Having a rabbit put to sleep because of old age or ill-health is a very difficult decision to make and should not be taken lightly.

A good rabbit owner will notice changes in their pet’s behaviour that signal illness, pain or discomfort and will immediately consult a rabbit friendly vet. As prey animals, rabbits will instinctively hide signs of pain as long as they can so when it becomes obvious then they are in a very bad way. If the vet advises that the condition is untreatable and the expected quality of life is poor, then the kindest course of action is euthanasia.

Deciding when to put your rabbit to sleep

Rabbits are put to sleep (or euthanised) to avoid unnecessary pain and suffering.

Consider arranging some time to talk with your vet. They will help you assess your rabbit’s quality of life. They will consider whether the rabbit is in pain (which can sometimes be difficult to assess), has stopped eating, is showing changes in behaviour or is unable to display natural behaviours. Your vet will be able to guide you through the options of when the time is right and what is best for you and your rabbit.

Euthanasia – The process and what actually happens

Euthanasia typically involves an injection into a main vein which will quickly and painlessly send the rabbit to sleep. Their breathing and heart will stop within a minute or so, and they will gently slip away. Your vet will help you to choose options to have your rabbit put to sleep at the surgery, or at home if this is an available service from your practice.
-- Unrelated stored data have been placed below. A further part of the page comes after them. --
//! Click-to-select line range state machine
//!
//! The first click selects one line, the second click closes the range
//! (in either direction), and a third click starts over. Every click
//! re-derives the clip [`TimeRange`] and hands it to the observer.

use crate::lyrics::{LyricsTimeline, TimeRange};
use crate::{Error, Result};

/// Selected lines within one timeline
#[derive(Debug, Clone, Copy, PartialEq, Eq, Default)]
pub enum Selection {
    /// Nothing selected
    #[default]
    Empty,
    /// First click made, range still open
    Single(usize),
    /// Closed range, `first <= last`
    Range(usize, usize),
}

impl Selection {
    /// Next state after a click on `index`
    pub fn after_click(self, index: usize) -> Selection {
        match self {
            Selection::Empty => Selection::Single(index),
            Selection::Single(first) => Selection::Range(first.min(index), first.max(index)),
            Selection::Range(..) => Selection::Single(index),
        }
    }

    /// Inclusive `(first, last)` bounds, `None` when empty
    pub fn bounds(&self) -> Option<(usize, usize)> {
        match *self {
            Selection::Empty => None,
            Selection::Single(index) => Some((index, index)),
            Selection::Range(first, last) => Some((first, last)),
        }
    }

    pub fn contains(&self, index: usize) -> bool {
        self.bounds()
            .map_or(false, |(first, last)| first <= index && index <= last)
    }

    pub fn is_empty(&self) -> bool {
        matches!(self, Selection::Empty)
    }
}

type RangeObserver = Box<dyn FnMut(&TimeRange) + Send>;

/// Selection over a lyrics timeline, emitting a derived time range per click
pub struct LineSelector {
    timeline: LyricsTimeline,
    selection: Selection,
    time_range: TimeRange,
    observer: Option<RangeObserver>,
}

impl LineSelector {
    pub fn new(timeline: LyricsTimeline) -> Self {
        Self {
            timeline,
            selection: Selection::Empty,
            time_range: TimeRange::default(),
            observer: None,
        }
    }

    /// Register the callback that receives each derived range.
    ///
    /// Called synchronously from [`LineSelector::select`], once per accepted click.
    pub fn on_range_change(&mut self, observer: impl FnMut(&TimeRange) + Send + 'static) {
        self.observer = Some(Box::new(observer));
    }

    pub fn timeline(&self) -> &LyricsTimeline {
        &self.timeline
    }

    pub fn selection(&self) -> Selection {
        self.selection
    }

    /// Last derived range, or the default range before any click
    pub fn time_range(&self) -> &TimeRange {
        &self.time_range
    }

    /// Swap in a new timeline; the old selection does not carry over
    pub fn replace_timeline(&mut self, timeline: LyricsTimeline) {
        self.timeline = timeline;
        self.reset();
    }

    pub fn reset(&mut self) {
        self.selection = Selection::Empty;
        self.time_range = TimeRange::default();
    }

    /// Apply a click on line `index` and return the new range.
    ///
    /// Indices outside the timeline are rejected without touching the
    /// selection or notifying the observer.
    pub fn select(&mut self, index: usize) -> Result<TimeRange> {
        if index >= self.timeline.len() {
            return Err(Error::InvalidInput(format!(
                "line {} outside timeline of {} lines",
                index,
                self.timeline.len()
            )));
        }

        let next = self.selection.after_click(index);
        let (first, last) = next
            .bounds()
            .ok_or_else(|| Error::InvalidInput("click produced an empty selection".to_string()))?;
        let range = self.timeline.range_for(first, last)?;

        self.selection = next;
        self.time_range = range.clone();
        if let Some(observer) = self.observer.as_mut() {
            observer(&range);
        }

        Ok(range)
    }

    /// True when `index` lies within the selected lines
    pub fn is_selected(&self, index: usize) -> bool {
        index < self.timeline.len() && self.selection.contains(index)
    }
}

impl std::fmt::Debug for LineSelector {
    fn fmt(&self, f: &mut std::fmt::Formatter<'_>) -> std::fmt::Result {
        f.debug_struct("LineSelector")
            .field("lines", &self.timeline.len())
            .field("selection", &self.selection)
            .field("time_range", &self.time_range)
            .finish()
    }
}
//! Render style options and the local preferences cache
//!
//! The cache is a JSON object stored under a fixed file name. On load it is
//! shallow-merged over the defaults, so a cache written by an older client
//! with fewer keys still applies. A missing or corrupt cache is ignored.

use crate::{Error, Result};
use serde::{Deserialize, Serialize};
use serde_json::Value;
use std::path::{Path, PathBuf};
use tracing::{debug, warn};

/// Fixed name of the preferences cache file
pub const PREFERENCES_FILE_NAME: &str = "brat_settings.json";

/// Lo-fi intensity bounds accepted by the renderer
pub const LOFI_MIN: u32 = 1;
pub const LOFI_MAX: u32 = 20;

/// Style configuration sent with a generation request
#[derive(Debug, Clone, PartialEq, Eq, Serialize, Deserialize)]
pub struct StyleOptions {
    /// Lo-fi intensity level
    pub lofi: u32,
    /// Maximum font size in pixels
    pub fontsize: u32,
    /// Background color (`#RRGGBB`)
    pub bgcolor: String,
    /// Text color; the renderer picks its own default when absent
    #[serde(
        rename = "textColor",
        alias = "textcolor",
        default,
        skip_serializing_if = "Option::is_none"
    )]
    pub text_color: Option<String>,
}

impl Default for StyleOptions {
    fn default() -> Self {
        Self {
            lofi: 5,
            fontsize: 400,
            bgcolor: "#FFFFFF".to_string(),
            text_color: Some("#000000".to_string()),
        }
    }
}

impl StyleOptions {
    /// Copy with lo-fi intensity clamped to the renderer's range
    pub fn normalized(mut self) -> Self {
        self.lofi = self.lofi.clamp(LOFI_MIN, LOFI_MAX);
        self
    }

    /// Shallow-merge a JSON object over these options.
    ///
    /// Keys present in `overrides` replace the current values; other keys
    /// keep theirs. Fails when `overrides` is not an object or a value has
    /// the wrong type.
    pub fn merged_with(&self, overrides: &Value) -> Result<Self> {
        let Value::Object(overrides) = overrides else {
            return Err(Error::InvalidInput(
                "style overrides must be a JSON object".to_string(),
            ));
        };

        let mut base = serde_json::to_value(self)?;
        if let Value::Object(fields) = &mut base {
            for (key, value) in overrides {
                let key = if key == "textcolor" { "textColor" } else { key.as_str() };
                fields.insert(key.to_string(), value.clone());
            }
        }

        Ok(serde_json::from_value(base)?)
    }
}

/// File-backed cache of the last used style options
#[derive(Debug, Clone)]
pub struct StylePreferences {
    path: PathBuf,
}

impl StylePreferences {
    pub fn new(path: impl Into<PathBuf>) -> Self {
        Self { path: path.into() }
    }

    /// Cache in the platform config directory (`~/.config/bratgen/` on Linux)
    pub fn in_default_location() -> Result<Self> {
        let dir = crate::config::config_dir()?;
        Ok(Self::new(dir.join(PREFERENCES_FILE_NAME)))
    }

    pub fn path(&self) -> &Path {
        &self.path
    }

    /// Load cached options merged over the defaults.
    ///
    /// Never fails: unreadable or malformed caches fall back to defaults.
    pub fn load(&self) -> StyleOptions {
        let defaults = StyleOptions::default();

        let content = match std::fs::read_to_string(&self.path) {
            Ok(content) => content,
            Err(e) if e.kind() == std::io::ErrorKind::NotFound => {
                debug!(path = %self.path.display(), "No style preferences cached");
                return defaults;
            }
            Err(e) => {
                warn!(path = %self.path.display(), error = %e, "Failed to read style preferences, using defaults");
                return defaults;
            }
        };

        let merged = serde_json::from_str::<Value>(&content)
            .map_err(Error::from)
            .and_then(|cached| defaults.merged_with(&cached));

        match merged {
            Ok(options) => options,
            Err(e) => {
                warn!(path = %self.path.display(), error = %e, "Ignoring corrupt style preferences");
                defaults
            }
        }
    }

    /// Persist options, replacing the previous cache atomically (temp + rename)
    pub fn save(&self, options: &StyleOptions) -> Result<()> {
        if let Some(parent) = self.path.parent() {
            std::fs::create_dir_all(parent)?;
        }

        let json = serde_json::to_string_pretty(options)?;
        let temp_path = self.path.with_extension("json.tmp");
        std::fs::write(&temp_path, json)?;
        std::fs::rename(&temp_path, &self.path)?;

        debug!(path = %self.path.display(), "Saved style preferences");
        Ok(())
    }
}
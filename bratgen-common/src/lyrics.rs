//! Time-synchronized lyrics model
//!
//! Parses LRC-style text (`[mm:ss.xx] line text`) into an ordered timeline
//! and derives clip time ranges from line-index intervals.
//!
//! Parsing is lenient: rows without a timestamp tag (blank lines, metadata
//! tags such as `[ar:Artist]`, malformed rows) are dropped rather than
//! reported. File order is kept as-is; timestamps are never re-sorted.

use crate::time_format::format_clock;
use crate::{Error, Result};
use serde::{Deserialize, Serialize};
use tracing::debug;

/// Tail added after the last selected line when no following line bounds it
pub const LAST_LINE_TAIL_SECS: f64 = 5.0;

/// Glyph shown in place of an instrumental (empty) line
pub const INSTRUMENTAL_GLYPH: &str = "♫";

/// One timed lyric line
#[derive(Debug, Clone, PartialEq, Serialize, Deserialize)]
pub struct TimedLine {
    /// Start time in seconds from the beginning of the track
    pub time: f64,
    /// Line text, trimmed. Empty for an instrumental gap.
    pub text: String,
}

impl TimedLine {
    /// True when the line carries no words
    pub fn is_instrumental(&self) -> bool {
        self.text.is_empty()
    }

    /// Text for display, with the instrumental glyph standing in for empty lines
    pub fn display_text(&self) -> &str {
        if self.is_instrumental() {
            INSTRUMENTAL_GLYPH
        } else {
            &self.text
        }
    }
}

/// Clip window in `M:SS` strings, as sent to the render service
#[derive(Debug, Clone, PartialEq, Eq, Serialize, Deserialize)]
pub struct TimeRange {
    pub start: String,
    pub end: String,
}

impl TimeRange {
    pub fn new(start: impl Into<String>, end: impl Into<String>) -> Self {
        Self {
            start: start.into(),
            end: end.into(),
        }
    }
}

impl Default for TimeRange {
    /// Range shown before the user has selected any line
    fn default() -> Self {
        Self::new("0:00", "0:15")
    }
}

impl std::fmt::Display for TimeRange {
    fn fmt(&self, f: &mut std::fmt::Formatter<'_>) -> std::fmt::Result {
        write!(f, "{} - {}", self.start, self.end)
    }
}

/// Ordered sequence of timed lines, in source order
#[derive(Debug, Clone, Default, PartialEq, Serialize, Deserialize)]
#[serde(transparent)]
pub struct LyricsTimeline {
    lines: Vec<TimedLine>,
}

impl LyricsTimeline {
    /// Parse raw synchronized lyrics.
    ///
    /// Each physical line is searched for its first `[minutes:seconds]` tag,
    /// where minutes are digits and seconds are digits with an optional
    /// fractional part. The text after the tag, trimmed, becomes the line
    /// text. Lines without a tag are skipped.
    ///
    /// # Examples
    ///
    /// ```
    /// use bratgen_common::lyrics::LyricsTimeline;
    ///
    /// let timeline = LyricsTimeline::parse("[00:12.50]Hello\ngarbage\n[01:00]World");
    /// assert_eq!(timeline.len(), 2);
    /// assert_eq!(timeline.lines()[0].time, 12.5);
    /// assert_eq!(timeline.lines()[1].text, "World");
    /// ```
    pub fn parse(raw: &str) -> Self {
        let mut lines = Vec::new();

        for (row, raw_line) in raw.lines().enumerate() {
            match find_timestamp_tag(raw_line) {
                Some((time, rest)) => lines.push(TimedLine {
                    time,
                    text: rest.trim().to_string(),
                }),
                None => {
                    if !raw_line.trim().is_empty() {
                        debug!(row = row, line = %raw_line, "Skipping lyric row without timestamp");
                    }
                }
            }
        }

        Self { lines }
    }

    pub fn from_lines(lines: Vec<TimedLine>) -> Self {
        Self { lines }
    }

    pub fn lines(&self) -> &[TimedLine] {
        &self.lines
    }

    pub fn get(&self, index: usize) -> Option<&TimedLine> {
        self.lines.get(index)
    }

    pub fn len(&self) -> usize {
        self.lines.len()
    }

    pub fn is_empty(&self) -> bool {
        self.lines.is_empty()
    }

    /// Derive the clip range covering lines `start_index..=end_index`.
    ///
    /// The range starts at the first selected line and ends where the line
    /// after the block begins. When the block runs to the last line, the end
    /// is the last line's time plus [`LAST_LINE_TAIL_SECS`].
    ///
    /// Requires `start_index <= end_index < len()`; anything else is a caller
    /// bug and returns [`Error::InvalidInput`].
    pub fn range_for(&self, start_index: usize, end_index: usize) -> Result<TimeRange> {
        if start_index > end_index || end_index >= self.lines.len() {
            return Err(Error::InvalidInput(format!(
                "line range {}..={} outside timeline of {} lines",
                start_index,
                end_index,
                self.lines.len()
            )));
        }

        let start = self.lines[start_index].time;
        let end = match self.lines.get(end_index + 1) {
            Some(next) => next.time,
            None => self.lines[end_index].time + LAST_LINE_TAIL_SECS,
        };

        Ok(TimeRange::new(format_clock(start), format_clock(end)))
    }
}

/// Locate the first `[digits:digits(.digits)]` tag in a line.
///
/// Returns the tag's time in seconds and the text following it.
fn find_timestamp_tag(line: &str) -> Option<(f64, &str)> {
    let bytes = line.as_bytes();
    let mut search_from = 0;

    while let Some(offset) = line[search_from..].find('[') {
        let open = search_from + offset;
        if let Some((time, close)) = parse_tag_at(bytes, open) {
            return Some((time, &line[close + 1..]));
        }
        search_from = open + 1;
    }

    None
}

/// Parse a tag starting at `bytes[open] == b'['`; returns (seconds, index of `]`)
fn parse_tag_at(bytes: &[u8], open: usize) -> Option<(f64, usize)> {
    let digits_end = |from: usize| {
        let mut i = from;
        while i < bytes.len() && bytes[i].is_ascii_digit() {
            i += 1;
        }
        i
    };

    let minutes_start = open + 1;
    let minutes_end = digits_end(minutes_start);
    if minutes_end == minutes_start || bytes.get(minutes_end) != Some(&b':') {
        return None;
    }

    let seconds_start = minutes_end + 1;
    let mut seconds_end = digits_end(seconds_start);
    if seconds_end == seconds_start {
        return None;
    }
    if bytes.get(seconds_end) == Some(&b'.') {
        seconds_end = digits_end(seconds_end + 1);
    }
    if bytes.get(seconds_end) != Some(&b']') {
        return None;
    }

    // Both slices are ASCII digits (plus at most one '.'), so UTF-8 boundaries hold
    let minutes: f64 = std::str::from_utf8(&bytes[minutes_start..minutes_end])
        .ok()?
        .parse()
        .ok()?;
    let seconds: f64 = std::str::from_utf8(&bytes[seconds_start..seconds_end])
        .ok()?
        .parse()
        .ok()?;

    Some((minutes * 60.0 + seconds, seconds_end))
}

#[cfg(test)]
mod tests {
    use super::*;

    fn timeline(times: &[f64]) -> LyricsTimeline {
        LyricsTimeline::from_lines(
            times
                .iter()
                .enumerate()
                .map(|(i, &time)| TimedLine {
                    time,
                    text: format!("line {}", i),
                })
                .collect(),
        )
    }

    #[test]
    fn test_parse_drops_garbage() {
        let parsed = LyricsTimeline::parse("[00:12.50]Hello\ngarbage\n[01:00]World");
        assert_eq!(
            parsed.lines(),
            &[
                TimedLine { time: 12.5, text: "Hello".to_string() },
                TimedLine { time: 60.0, text: "World".to_string() },
            ]
        );
    }

    #[test]
    fn test_parse_empty_input() {
        assert!(LyricsTimeline::parse("").is_empty());
        assert!(LyricsTimeline::parse("\n\n  \n").is_empty());
        assert!(LyricsTimeline::parse("no tags here\nnor here").is_empty());
    }

    #[test]
    fn test_parse_skips_metadata_tags() {
        let parsed = LyricsTimeline::parse("[ar:Charli]\n[ti:365]\n[offset:+100]\n[00:01.00]go");
        assert_eq!(parsed.len(), 1);
        assert_eq!(parsed.lines()[0].text, "go");
    }

    #[test]
    fn test_parse_instrumental_line() {
        let parsed = LyricsTimeline::parse("[00:05.00]   \n[00:09.10]words");
        assert_eq!(parsed.len(), 2);
        assert!(parsed.lines()[0].is_instrumental());
        assert_eq!(parsed.lines()[0].display_text(), INSTRUMENTAL_GLYPH);
        assert_eq!(parsed.lines()[1].display_text(), "words");
    }

    #[test]
    fn test_parse_keeps_file_order_and_duplicates() {
        let parsed = LyricsTimeline::parse("[00:30]b\n[00:10]a\n[00:10]a");
        let times: Vec<f64> = parsed.lines().iter().map(|l| l.time).collect();
        assert_eq!(times, vec![30.0, 10.0, 10.0]);
    }

    #[test]
    fn test_parse_timestamp_shapes() {
        let parsed = LyricsTimeline::parse("[1:02]a\n[10:5.25]b\n[00:07.]c\n[123:00.5]d");
        let times: Vec<f64> = parsed.lines().iter().map(|l| l.time).collect();
        assert_eq!(times, vec![62.0, 605.25, 7.0, 7380.5]);
    }

    #[test]
    fn test_parse_rejects_malformed_tags() {
        let parsed = LyricsTimeline::parse("[:12]x\n[00:]x\n[00:12.5.1]x\n[aa:12]x\n[00-12]x\n[00:12");
        assert!(parsed.is_empty());
    }

    #[test]
    fn test_parse_uses_first_tag_anywhere_in_line() {
        let parsed = LyricsTimeline::parse("prefix [00:03]after\n[bad][00:04] ok ");
        assert_eq!(parsed.len(), 2);
        assert_eq!(parsed.lines()[0].time, 3.0);
        assert_eq!(parsed.lines()[0].text, "after");
        assert_eq!(parsed.lines()[1].time, 4.0);
        assert_eq!(parsed.lines()[1].text, "ok");
    }

    #[test]
    fn test_parse_repeated_tags_keep_rest_as_text() {
        let parsed = LyricsTimeline::parse("[00:01][00:20]chorus");
        assert_eq!(parsed.len(), 1);
        assert_eq!(parsed.lines()[0].time, 1.0);
        assert_eq!(parsed.lines()[0].text, "[00:20]chorus");
    }

    #[test]
    fn test_parse_crlf_input() {
        let parsed = LyricsTimeline::parse("[00:01.00]one\r\n[00:02.00]two\r\n");
        assert_eq!(parsed.len(), 2);
        assert_eq!(parsed.lines()[0].text, "one");
        assert_eq!(parsed.lines()[1].text, "two");
    }

    #[test]
    fn test_parse_non_ascii_text() {
        let parsed = LyricsTimeline::parse("é [00:02.00] héllo ♫\n[００:01]fullwidth");
        assert_eq!(parsed.len(), 1);
        assert_eq!(parsed.lines()[0].text, "héllo ♫");
    }

    #[test]
    fn test_range_interior_uses_next_line_start() {
        let timeline = timeline(&[10.0, 20.0, 30.0]);
        let range = timeline.range_for(0, 1).unwrap();
        assert_eq!(range, TimeRange::new("0:10", "0:30"));
    }

    #[test]
    fn test_range_last_line_adds_tail() {
        let timeline = timeline(&[10.0, 20.0, 50.0]);
        let range = timeline.range_for(2, 2).unwrap();
        assert_eq!(range, TimeRange::new("0:50", "0:55"));
    }

    #[test]
    fn test_range_single_interior_line() {
        let timeline = timeline(&[10.0, 20.0, 50.0]);
        assert_eq!(timeline.range_for(1, 1).unwrap(), TimeRange::new("0:20", "0:50"));
    }

    #[test]
    fn test_range_follows_file_order_not_time_order() {
        let timeline = timeline(&[40.0, 15.0]);
        assert_eq!(timeline.range_for(0, 0).unwrap(), TimeRange::new("0:40", "0:15"));
    }

    #[test]
    fn test_range_rejects_bad_indices() {
        let timeline = timeline(&[1.0, 2.0, 3.0]);
        assert!(matches!(timeline.range_for(2, 1), Err(Error::InvalidInput(_))));
        assert!(matches!(timeline.range_for(0, 3), Err(Error::InvalidInput(_))));
        assert!(matches!(LyricsTimeline::default().range_for(0, 0), Err(Error::InvalidInput(_))));
    }

    #[test]
    fn test_default_time_range() {
        assert_eq!(TimeRange::default(), TimeRange::new("0:00", "0:15"));
        assert_eq!(TimeRange::default().to_string(), "0:00 - 0:15");
    }
}
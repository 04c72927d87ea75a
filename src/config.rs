//! Configuration for the DNS forwarder.
//!
//! This module defines the configuration structure and methods to load
//! configuration from environment variables.

use std::{
    env,
    net::{IpAddr, SocketAddr},
    time::Duration,
};

use crate::errors::DnsError;

/// Default upstream resolver when none is configured.
pub const DEFAULT_UPSTREAM: &str = "8.8.8.8";

/// Default hosts file used to seed the cache.
pub const DEFAULT_HOSTS_FILE: &str = "/etc/hosts";

/// Maximum size of DNS packets in bytes.
pub const MAX_PACKET_SIZE: usize = 4096;

/// Default upstream receive deadline in milliseconds.
pub const UPSTREAM_TIMEOUT_MS: u64 = 5000;

/// Server configuration loaded from environment variables.
#[derive(Debug, Clone)]
pub struct ServerConfig {
    /// Address to bind the DNS server to.
    pub bind_addr: SocketAddr,

    /// Upstream resolver queries are relayed to on a cache miss.
    pub upstream: SocketAddr,

    /// Path of the hosts file used to seed the cache.
    pub hosts_path: String,

    /// Whether cache lookups and inserts are enabled.
    pub cache_enabled: bool,

    /// Receive deadline for one upstream relay round trip.
    pub upstream_timeout: Duration,

    /// Maximum size of DNS packets.
    pub max_packet_size: usize,
}

/// Parse an upstream resolver address, defaulting the port to 53 when
/// only an IP is given.
pub fn parse_upstream(value: &str) -> Result<SocketAddr, DnsError> {
    if let Ok(addr) = value.parse::<SocketAddr>() {
        return Ok(addr);
    }
    value
        .parse::<IpAddr>()
        .map(|ip| SocketAddr::new(ip, 53))
        .map_err(|_| DnsError::Config(format!("invalid upstream address: {}", value)))
}

impl ServerConfig {
    /// Load server configuration from environment variables.
    ///
    /// # Returns
    /// A `Result` containing either the loaded `ServerConfig` or a `DnsError`.
    pub fn from_env() -> Result<Self, DnsError> {
        let bind_addr = env::var("DNS_BIND")
            .unwrap_or_else(|_| "0.0.0.0:1053".into())
            .parse()
            .map_err(|_| DnsError::Config("invalid DNS_BIND address".into()))?;

        let upstream =
            parse_upstream(&env::var("DNS_UPSTREAM").unwrap_or_else(|_| DEFAULT_UPSTREAM.into()))?;

        Ok(Self {
            bind_addr,
            upstream,
            hosts_path: env::var("DNS_HOSTS_FILE").unwrap_or_else(|_| DEFAULT_HOSTS_FILE.into()),
            cache_enabled: !env::var("DNS_NOCACHE")
                .map(|v| v == "1" || v.eq_ignore_ascii_case("true"))
                .unwrap_or(false),
            upstream_timeout: Duration::from_millis(
                env::var("DNS_UPSTREAM_TIMEOUT_MS")
                    .ok()
                    .and_then(|v| v.parse().ok())
                    .unwrap_or(UPSTREAM_TIMEOUT_MS),
            ),
            max_packet_size: env::var("DNS_MAX_PACKET_SIZE")
                .ok()
                .and_then(|v| v.parse().ok())
                .unwrap_or(MAX_PACKET_SIZE),
        })
    }
}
Staying with your rabbit during euthanasia

This is a very personal decision and only you can decide if this is the right option for you and your rabbit.

Sometimes owners find it comforting to be there at the time of euthanasia as this can help with coming to terms with the loss, whilst others find it too distressing. Keep in mind that your rabbit will pick up on your feelings of distress. Veterinary nurses are wonderful at these times and help to provide love and end of life support to many animals, so don’t feel guilty if you decide not to be there.

Some owners feel more comfortable spending time with their rabbit after euthanasia, this can help with acceptance of loss when seeing your rabbit at peace and free from pain. vets normally set aside a quiet room at the practice where you can spend some reflective time with your rabbit. Your vet will be very supportive of whatever you decide is right for you and your rabbit.

Laying your rabbit to rest

Once your rabbit has been put to sleep, your vet will ask you if you would like to it cremated or buried. If you need further time to decide just let your vet know and they will look after your rabbit to give you time to decide.


You can choose to have your rabbit cremated at a pet crematorium, either alongside other companion animals or individually. If you choose individual cremation, the ashes will be carefully collected and returned to you in a casket, scatter box or urn. The veterinary practice may arrange this or they may put you in touch with the pet crematorium to talk through the options.

If your rabbit has died from an infectious disease then cremation is the correct choice to prevent spreading illness to other rabbits.

Home burial

If you choose for your rabbit to be buried at home, please be aware that certain restrictions can apply so it’s best to check with your local council’s environmental health department.

You should not bury your rabbit near a water source such as a stream or spring.


Our feelings of sadness can be overwhelming following the loss of a beloved rabbit. We are all individuals and there is no right or wrong grieving period. Feeling tearful is natural and expressing these emotions can help the healing process.

Grieving develops gradually and cannot be forced or hurried. Initial reactions to a loss can include numbness and shock, followed by intense feelings of sadness, despair, pining and anxiety.

In time hopefully you will treasure good memories and, share them with friends and family. You may like to create a memory box with photos, favourite toys etc. There are many excellent animal memorial websites which may bring you comfort. Animal ash memorial beads, bracelets are very popular and can help you feel close to your lost animal friend.

Talking about grief

Talking to someone can help enormously and can also initiate the healing process. It often reduces the pain and guilt felt after the loss of a rabbit.

If you are facing the difficult decision to have your rabbit put to sleep or have recently lost or had to face parting with a rabbit under difficult circumstances, the following organisations provide a wealth of information and support.

The Ralph Site is a not-for-profit website that provides support to companion  owners around the loss of a beloved companion. 

It provides extensive companion bereavement resources including a listing of independent bereavement counsellors.

The PDSA provides comprehensive advice about how to say goodbye, and the process involved. They also have some very supportive advice on loss including downloadable leaflets.

Blue Cross provides free of charge companion bereavement support by phone, email, and web chat and offers helpful downloads.

Please note that by listing these websites and resources, the RWFA is not directly endorsing or recommending their services and it is highly recommended that you conduct your own research into the nature and quality of the services provided.